Mes de junio de 2006: desde el piso 17 de un enorme bloque de viviendas junto al madrileño puente de Praga, varios eurodiputados, sofocados por un sol inclemente, contemplan un escenario apocalíptico: las obras de soterramiento de la M-30. «Where is the river?», se preguntaban. Cinco años después, el paisaje desde ese mismo punto es muy diferente: pistas de pádel y tenis, zonas ajardinadas, playas urbanas y, al otro lado del río —que ahora sí se ve—, un campo de fútbol y zona de patinaje y skate. Y así, a lo largo de más de seis kilómetros de la ribera del Manzanares, el río maldito de Madrid que una operación urbanística ha convertido en el nuevo centro de la capital.

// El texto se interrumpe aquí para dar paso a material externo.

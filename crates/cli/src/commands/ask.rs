//! `threadbot ask` — one question, answer streamed to stdout.

use super::{CmdResult, build_orchestrator, load_config, open_stores};
use std::io::Write;
use std::path::Path;
use threadbot_config::AppConfig;
use threadbot_core::message::PromptEntry;
use tokio::sync::mpsc;

pub async fn run(config_path: Option<&Path>, message: String) -> CmdResult {
    let config = load_config(config_path)?;
    if config.provider.api_key.is_none() {
        eprintln!();
        eprintln!("  ERROR: No API key configured!");
        eprintln!();
        eprintln!("  Set OPENAI_API_KEY, or add provider.api_key to:");
        eprintln!("    {}", AppConfig::config_dir().join("config.toml").display());
        eprintln!();
        return Err("No API key found. See above for setup instructions.".into());
    }

    let stores = open_stores(&config).await?;
    let provider = threadbot_providers::provider_from_config(&config);
    let orchestrator = build_orchestrator(&config, provider, stores.cache);

    let mut prompts = vec![
        PromptEntry::system(&config.agent.system_prompt),
        PromptEntry::user(message),
    ];

    let (tx, mut rx) = mpsc::channel::<String>(64);
    let printer = async move {
        let mut stdout = std::io::stdout();
        while let Some(fragment) = rx.recv().await {
            print!("{fragment}");
            let _ = stdout.flush();
        }
        println!();
    };

    tokio::join!(orchestrator.generate_reply(&mut prompts, tx), printer);
    tracing::debug!(entries = prompts.len(), "Conversation finished");
    Ok(())
}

El proyecto de metamorfosis del Manzanares comenzó en 2003, cuando Alberto Ruiz-Gallardón llegó a la Alcaldía de Madrid con una idea «descabellada» en su programa de gobierno: enterrar la M-30 a lo largo de más de seis kilómetros. Unas obras que duraron más de tres años, pusieron patas arriba la ciudad y desquiciaron, en todos los sentidos, a los vecinos afectados. Fueron meses infernales, en los que el cauce del río se desvió varias veces y los coches llegaron a circular sobre él.

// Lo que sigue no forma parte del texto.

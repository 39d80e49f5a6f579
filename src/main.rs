use anyhow::Result;
use tracing_subscriber::EnvFilter;

use crypto_dashboard_api::{api, Config, InfluxClient};

#[tokio::main]
async fn main() -> Result<()> {
    dotenvy::dotenv().ok();

    tracing_subscriber::fmt()
        .with_env_filter(
            EnvFilter::try_from_default_env().unwrap_or_else(|_| EnvFilter::new("info")),
        )
        .init();

    let config = Config::from_env();
    tracing::info!(
        url = %config.influx_url,
        org = %config.influx_org,
        bucket = %config.influx_bucket,
        "connecting to influxdb"
    );

    let client = InfluxClient::new(&config);
    api::start_server(client, config.port).await
}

Pero una vez finalizados los trabajos, en el año 2007, sobre la superficie ganada a los coches empezó a fraguarse una iniciativa que ahora llega a su final, y que sin ninguna duda ha cambiado la ciudad. Las márgenes del Manzanares, ese «aprendiz de río» del que hasta los literatos del siglo de oro se reían, son ahora paseos para uso y disfrute de los ciudadanos. Ni uno solo de los metros cuadrados recuperados al enterrar la M-30 se ha destinado a construir viviendas para financiar la operación: todo es ahora parque, paseo, carril-bici, área infantil o pista deportiva. Tiene playa urbana de césped, hamacas para tomar el sol, y ha dejado de ser la frontera infranqueable que partía la ciudad en dos.
A vista de pájaro
Desde el aire, el río y sus márgenes son una mancha verde y ocre —por el granito desmenuzado de muchos de sus caminos— que serpentea junto a la Casa de Campo, adentrándose en la ciudad como un brazo que llega hasta Legazpi. La franja de asfalto de la M-30, en ambos sentidos, desaparece como un Guadiana al llegar a la avenida del Manzanares por el norte, surgiendo de nuevo más de seis kilómetros aguas abajo, pasado el puente de la Princesa, salvo el paréntesis —temporal— forzado por el Estadio Vicente Calderón, cuyo traslado está previsto para un futuro próximo.